We have previously reported that tumors with ≥10% papillae were associated with worse clinical outcome [14]. In this study, 10% or more papillae was significantly more commonly seen in fusion-positive tumors. Such evidence suggests that the percentage of papillae may be predictive of the underlying genetic alteration in PRKD genes as well as the clinical outcome. Therefore, it is prudent to include the percentage of papillae in the pathology report of these tumors. Interestingly, despite the designated name of cribriform adenocarcinoma of salivary gland, the actual percentage of tumor area displaying a cribriform pattern did not differ significantly between fusion-positive and mutation-positive tumors. We have previously demonstrated that 30% cribriform pattern was a significant independent prognostic factor in polymorphous adenocarcinoma/cribriform adenocarcinoma spectrum of tumors [14]. It appears that cribriform architecture may be prognostically relevant but does not seem to predict the underlying molecular alterations.

Our study has several limitations. Due to insufficient material, we did not determine the partner gene in cases harboring PRKD1/2/3 rearrangements. Moreover, due to the relatively small size of our cohort and rarity of recurrence events, our study may have a limited statistical power to assess the prognostic significance of PRKD1 E710D hotspot mutations or PRKD1/2/3 rearrangements in predicting clinical outcomes in the polymorphous adenocarcinoma/CASG spectrum of tumor. Because we did not perform whole exome and RNA sequencing, further studies are required to define the molecular basis of the wild-type PRKD1 cases that do not harbor rearrangements in PRKD1/2/3.

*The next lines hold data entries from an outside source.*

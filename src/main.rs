//! Binary entrypoint that launches the chat memory server.

use std::process::ExitCode;

use chat_memory::start_chat_memory;

/// Start the server with configuration taken from `CHAT_MEMORY_*` variables.
fn main() -> ExitCode {
    start_chat_memory::run()
}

Taken together, our study shows that polymorphous adenocarcinoma/cribriform adenocarcinoma spectrum of tumors shares histologic and genetic features, and that PRKD1/2/3 fusion is associated with high percentage of papillary growth and a high risk of nodal metastasis. These findings support the notion that these tumors represent a spectrum of related lesions driven by genetic alterations in PRKD genes, rather than separate entities. Fusion-positive tumors, however, appear to be more aggressive clinically and may require additional treatments (e.g., neck dissection). Larger, multicentric studies to define the clinical behavior of these tumors stratified according to their driving genetic alteration are warranted.